Like much of the landscape of racism and extra-legal violence, Rosewood appeared to have been easily submerged in America’s historical amnesia about the depths of racist violence.  Yet increasingly more of these spaces of shame are now being memorialized in a public acknowledgment of a variety of injustices inflicted on ordinary innocent people.  Some of this memorialization involves formal material markers; some involves genuine reparations (e.g., nine of Rosewood’s victims received a financial reparation in 1994); some have been studied anew by the state (e.g., in 2001, Oklahoma conducted an official report on the 1921 Tulsa race riot); and some sites remain largely unacknowledged, submerged in grassroots memory but not yet in something we might circumspectly refer to as “public memory.”

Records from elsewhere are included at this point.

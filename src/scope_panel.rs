use crate::{
    config::Config,
    time_axis::{KeyAction, TimeAxis},
};
use egui::*;
use log::debug;

impl KeyAction {
    pub fn from_key(key: Key) -> Option<Self> {
        match key {
            // `=` shares the `+` key on most layouts
            Key::Plus | Key::Equals => Some(KeyAction::ZoomInFine),
            Key::Minus => Some(KeyAction::ZoomOutFine),
            Key::R => Some(KeyAction::Reset),
            Key::Q => Some(KeyAction::ZoomInCoarse),
            Key::A => Some(KeyAction::ZoomOutCoarse),
            _ => None,
        }
    }
}

/// The waveform view.
pub struct Scope {
    axis: TimeAxis,

    /// pixels for the current scale
    points: Vec<(i32, i32)>,

    config: Config,
}

impl Scope {
    pub fn new(axis: TimeAxis, config: Config) -> Self {
        let points = axis.points();
        debug!("{} points", points.len());
        Scope {
            axis,
            points,
            config,
        }
    }

    pub fn axis(&self) -> &TimeAxis {
        &self.axis
    }

    pub fn config(&self) -> &Config {
        &self.config
    }

    /// change scale and recompute the points
    pub fn apply(&mut self, action: KeyAction) {
        self.axis.apply(action);
        self.points = self.axis.points();
        debug!("{} points", self.points.len());
    }

    /// main panel
    pub fn ui_content(&mut self, ui: &mut Ui) -> egui::Response {
        let actions: Vec<KeyAction> = ui.input(|i| {
            i.events
                .iter()
                .filter_map(|e| match e {
                    Event::Key {
                        key, pressed: true, ..
                    } => KeyAction::from_key(*key),
                    _ => None,
                })
                .collect()
        });
        for action in actions {
            self.apply(action);
        }

        let (response, painter) = ui.allocate_painter(ui.available_size(), Sense::hover());

        let to_screen = emath::RectTransform::from_to(
            Rect::from_min_size(Pos2::ZERO, response.rect.size()),
            response.rect,
        );

        painter.rect_filled(response.rect, Rounding::ZERO, self.config.background);

        // one pixel per point
        let mut mesh = Mesh::default();
        for &(x, y) in &self.points {
            let min = to_screen * pos2(x as f32, y as f32);
            mesh.add_colored_rect(
                Rect::from_min_size(min, Vec2::splat(1.0)),
                self.config.point_color,
            );
        }
        painter.add(Shape::mesh(mesh));

        // scale line and labels
        let width = self.axis.width() as f32;
        let axis_y = self.axis.axis_y() as f32;
        painter.line_segment(
            [
                to_screen * pos2(0.0, axis_y),
                to_screen * pos2(width, axis_y),
            ],
            self.config.stroke_axis,
        );
        painter.text(
            to_screen * pos2(0.0, axis_y),
            Align2::LEFT_TOP,
            "0",
            self.config.label_font.clone(),
            self.config.label_color,
        );
        painter.text(
            to_screen * pos2(width, axis_y),
            Align2::RIGHT_TOP,
            self.axis.end_label(),
            self.config.label_font.clone(),
            self.config.label_color,
        );

        response
    }
}
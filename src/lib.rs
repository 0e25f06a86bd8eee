pub mod cli;
pub mod config;
pub mod pcm;
pub mod scope_panel;
pub mod time_axis;
pub mod tone;
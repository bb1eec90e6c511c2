//! Pipeline log helpers.
//!
//! Thin wrappers around `tracing` so pipeline steps read like a progress
//! report. Every event carries a `status` field (`info`, `success`,
//! `warning`, `error`) and an indent depth for sub-steps.

use serde::{Deserialize, Serialize};

/// Log level of a pipeline message
#[derive(Debug, Clone, Copy, PartialEq, Eq, Serialize, Deserialize)]
#[serde(rename_all = "lowercase")]
pub enum LogLevel {
    Info,
    Success,
    Warning,
    Error,
}

impl LogLevel {
    pub fn as_str(&self) -> &'static str {
        match self {
            Self::Info => "info",
            Self::Success => "success",
            Self::Warning => "warning",
            Self::Error => "error",
        }
    }
}

/// A single log entry
#[derive(Debug, Clone, PartialEq, Eq, Serialize, Deserialize)]
pub struct LogEntry {
    pub level: LogLevel,
    pub message: String,
    /// Nesting depth for sub-steps
    #[serde(default)]
    pub indent: u8,
}

impl LogEntry {
    pub fn info(message: impl Into<String>) -> Self {
        Self { level: LogLevel::Info, message: message.into(), indent: 0 }
    }

    pub fn success(message: impl Into<String>) -> Self {
        Self { level: LogLevel::Success, message: message.into(), indent: 0 }
    }

    pub fn warning(message: impl Into<String>) -> Self {
        Self { level: LogLevel::Warning, message: message.into(), indent: 0 }
    }

    pub fn error(message: impl Into<String>) -> Self {
        Self { level: LogLevel::Error, message: message.into(), indent: 0 }
    }

    pub fn with_indent(mut self, indent: u8) -> Self {
        self.indent = indent;
        self
    }

    /// Emit the entry as a tracing event.
    pub fn emit(&self) {
        let status = self.level.as_str();
        let indent = "  ".repeat(self.indent as usize);
        match self.level {
            LogLevel::Info | LogLevel::Success => {
                tracing::info!(status, "{}{}", indent, self.message)
            }
            LogLevel::Warning => tracing::warn!(status, "{}{}", indent, self.message),
            LogLevel::Error => tracing::error!(status, "{}{}", indent, self.message),
        }
    }
}

pub fn log_info(msg: impl Into<String>) {
    LogEntry::info(msg).emit();
}

pub fn log_success(msg: impl Into<String>) {
    LogEntry::success(msg).emit();
}

pub fn log_warning(msg: impl Into<String>) {
    LogEntry::warning(msg).emit();
}

pub fn log_error(msg: impl Into<String>) {
    LogEntry::error(msg).emit();
}

pub fn log_info_indent(msg: impl Into<String>, indent: u8) {
    LogEntry::info(msg).with_indent(indent).emit();
}

/// Install the stderr subscriber used by the CLI.
///
/// `RUST_LOG` overrides the default `legistats=info` filter.
pub fn init_tracing() {
    use tracing_subscriber::EnvFilter;

    let env_filter =
        EnvFilter::try_from_default_env().unwrap_or_else(|_| EnvFilter::new("legistats=info"));
    let _ = tracing_subscriber::fmt()
        .with_env_filter(env_filter)
        .with_writer(std::io::stderr)
        .without_time()
        .with_target(false)
        .try_init();
}

#[cfg(test)]
mod tests {
    use super::*;

    #[test]
    fn test_entry_builders() {
        let entry = LogEntry::warning("3 cells coerced").with_indent(2);
        assert_eq!(entry.level, LogLevel::Warning);
        assert_eq!(entry.indent, 2);
        assert_eq!(entry.message, "3 cells coerced");
    }

    #[test]
    fn test_level_serializes_lowercase() {
        let json = serde_json::to_string(&LogEntry::success("done")).unwrap();
        assert!(json.contains("\"success\""));
    }
}
//! Static report assembly.
//!
//! Reads every tidy table in a directory, aggregates it, and renders one
//! page per table plus an index page linking them, newest first.
//!
//! ```text
//! data/legislative_acts_2023_05.csv ─┐
//! data/legislative_acts_2023_04.csv ─┼─▶ summarize ─▶ site/stats/*.html
//! data/*_metadata.json (citations) ──┘                site/index.html
//! ```

pub mod render;
pub mod stats;

use std::fs;
use std::path::{Path, PathBuf};

use crate::error::{ReportError, ReportResult};
use crate::logs::log_warning;
use crate::models::{Citation, DatasetName, TidyRecord, DATASET_PREFIX};
use crate::transform::tidy::read_tidy_csv;
use crate::validation::is_valid_citation;

pub use render::{render_site, SiteOutput};
pub use stats::{summarize, Counts, GroupRow, Summary};

/// One tidy table and everything the report shows about it.
#[derive(Debug, Clone)]
pub struct DatasetReport {
    pub name: DatasetName,
    pub path: PathBuf,
    pub records: Vec<TidyRecord>,
    pub citation: Option<Citation>,
    pub summary: Summary,
}

impl DatasetReport {
    /// Load a tidy table and its optional citation file.
    pub fn load(path: &Path) -> ReportResult<Self> {
        let name = DatasetName::from_path(path);
        let records = read_tidy_csv(path).map_err(|source| ReportError::Csv {
            path: path.display().to_string(),
            source,
        })?;
        let citation = load_citation(&name.metadata_path());
        let summary = summarize(&records);

        Ok(Self {
            name,
            path: path.to_path_buf(),
            records,
            citation,
            summary,
        })
    }

    fn recency_key(&self) -> (Option<(i32, u32)>, &str) {
        (self.name.year_month(), self.name.stem.as_str())
    }
}

/// True for `legislative_acts_*.csv` files that are not raw copies.
pub fn is_tidy_table(path: &Path) -> bool {
    let Some(name) = path.file_name().and_then(|n| n.to_str()) else {
        return false;
    };
    name.starts_with(DATASET_PREFIX) && name.ends_with(".csv") && !name.ends_with("_raw.csv")
}

/// Load every tidy table in `data_dir`, newest dataset first.
pub fn collect_reports(data_dir: &Path) -> ReportResult<Vec<DatasetReport>> {
    let mut paths: Vec<PathBuf> = fs::read_dir(data_dir)?
        .flatten()
        .map(|entry| entry.path())
        .filter(|path| path.is_file() && is_tidy_table(path))
        .collect();
    paths.sort();

    let mut reports = paths
        .iter()
        .map(|p| DatasetReport::load(p))
        .collect::<ReportResult<Vec<_>>>()?;

    reports.sort_by(|a, b| b.recency_key().cmp(&a.recency_key()));
    Ok(reports)
}

fn load_citation(path: &Path) -> Option<Citation> {
    let content = fs::read_to_string(path).ok()?;
    let value: serde_json::Value = match serde_json::from_str(&content) {
        Ok(v) => v,
        Err(e) => {
            log_warning(format!("Ignoring unreadable {}: {}", path.display(), e));
            return None;
        }
    };
    if !is_valid_citation(&value) {
        log_warning(format!("Ignoring malformed citation file {}", path.display()));
        return None;
    }
    serde_json::from_value(value).ok()
}
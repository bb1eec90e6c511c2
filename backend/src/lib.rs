//! # Legistats - EU legislative act statistics as tidy data
//!
//! Legistats turns the monthly EUR-Lex "legal acts statistics" export, a
//! loosely structured spreadsheet, into a tidy table with one count per
//! row, optionally mints a DOI for it, attaches it to a release, and
//! renders a static report site over all published tables.
//!
//! ## Architecture
//!
//! ```text
//! ┌─────────────┐     ┌─────────────┐     ┌─────────────┐     ┌─────────────┐
//! │ Raw export  │────▶│   Parser    │────▶│  Normalize  │────▶│  Tidy CSV   │
//! │ (path/URL)  │     │  (auto-enc) │     │ (row state) │     │ (one count) │
//! └─────────────┘     └─────────────┘     └─────────────┘     └──────┬──────┘
//!                                                                    │
//!                          ┌──────────────────┬──────────────────────┤
//!                          ▼                  ▼                      ▼
//!                   ┌─────────────┐    ┌─────────────┐        ┌─────────────┐
//!                   │ Zenodo DOI  │    │  GitHub     │        │ HTML report │
//!                   │ + citation  │    │  release    │        │ (stats site)│
//!                   └─────────────┘    └─────────────┘        └─────────────┘
//! ```
//!
//! ## Quick Start
//!
//! ```rust,ignore
//! use legistats::{run_pipeline, ParseOptions};
//!
//! #[tokio::main]
//! async fn main() {
//!     let outcome = run_pipeline(ParseOptions::new("export.csv", "legislative_acts_2023_05.csv"))
//!         .await
//!         .unwrap();
//!     println!("Wrote {} records", outcome.records);
//! }
//! ```
//!
//! ## Modules
//!
//! - [`error`] - Hierarchical error types
//! - [`models`] - Domain models (RawRow, Period, TidyRecord, Citation)
//! - [`parser`] - Raw export reading with auto-detection
//! - [`transform`] - Normalizer, tidy persistence and pipeline
//! - [`publish`] - Zenodo deposits and GitHub releases
//! - [`report`] - Aggregation and static HTML rendering
//! - [`validation`] - Metadata schema validation
//! - [`config`] - Publisher configuration
//! - [`logs`] - Leveled log helpers

// Core modules
pub mod error;
pub mod models;

// Parsing
pub mod parser;

// Transformation
pub mod transform;

// Publishing
pub mod config;
pub mod publish;

// Reporting
pub mod report;

// Validation
pub mod validation;

// Logging
pub mod logs;

// =============================================================================
// Re-exports - Error types
// =============================================================================

pub use error::{PipelineError, PublishError, ReportError, SourceError};

// =============================================================================
// Re-exports - Models
// =============================================================================

pub use models::{Citation, CountKind, DatasetName, Period, RawRow, TidyRecord};

// =============================================================================
// Re-exports - Parsing
// =============================================================================

pub use parser::{
    decode_content, detect_delimiter, detect_encoding, fetch_source, format_delimiter,
    parse_source_bytes, parse_source_bytes_with, read_raw_rows, RawTable, Source,
};

// =============================================================================
// Re-exports - Pipeline
// =============================================================================

pub use transform::{
    normalize, normalize_with, run_pipeline, Diagnostics, NormalizeOptions, Normalized,
    ParseOptions, PipelineOutcome,
};

// =============================================================================
// Re-exports - Publishing
// =============================================================================

pub use config::{GitHubConfig, ZenodoConfig};
pub use publish::{GitHubPublisher, ZenodoPublisher};

// =============================================================================
// Re-exports - Reporting
// =============================================================================

pub use report::{collect_reports, render_site, DatasetReport};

This 2008 image of one of the neighborhood's touched by the 1921 Tulsa  riot was eventually cleared by urban renewal projects in the 1960s and 1970s.  The neighborhood is today part of the John Hope Franklin Reconciliation Park (image courtesy imarcc).

This 2008 image is of one of the neighborhoods touched by the 1921 Tulsa riot. The area was eventually cleared by urban renewal projects in the 1960s and 1970s. The neighborhood is today part of the John Hope Franklin Reconciliation Park (image courtesy imarcc).

Moments like Rosewood are akin to the fanatical Anti-Black anxieties that exploded in Tulsa (1921), East St. Louis (1917), Houston (1917), Elaine (Arkansas 1919), Omaha (1919), Knoxville (1919), and Chicago (1919), where massive race riots exploded taking aim on African-American communities.  Other spaces witnessed the seemingly random, anti-Black terror of public lynchings and mob murders that have now secured some measure of public reflection, and the spaces of public executions, urban displacement, and anti-Black state policies and violence are slowly joining the same discourses.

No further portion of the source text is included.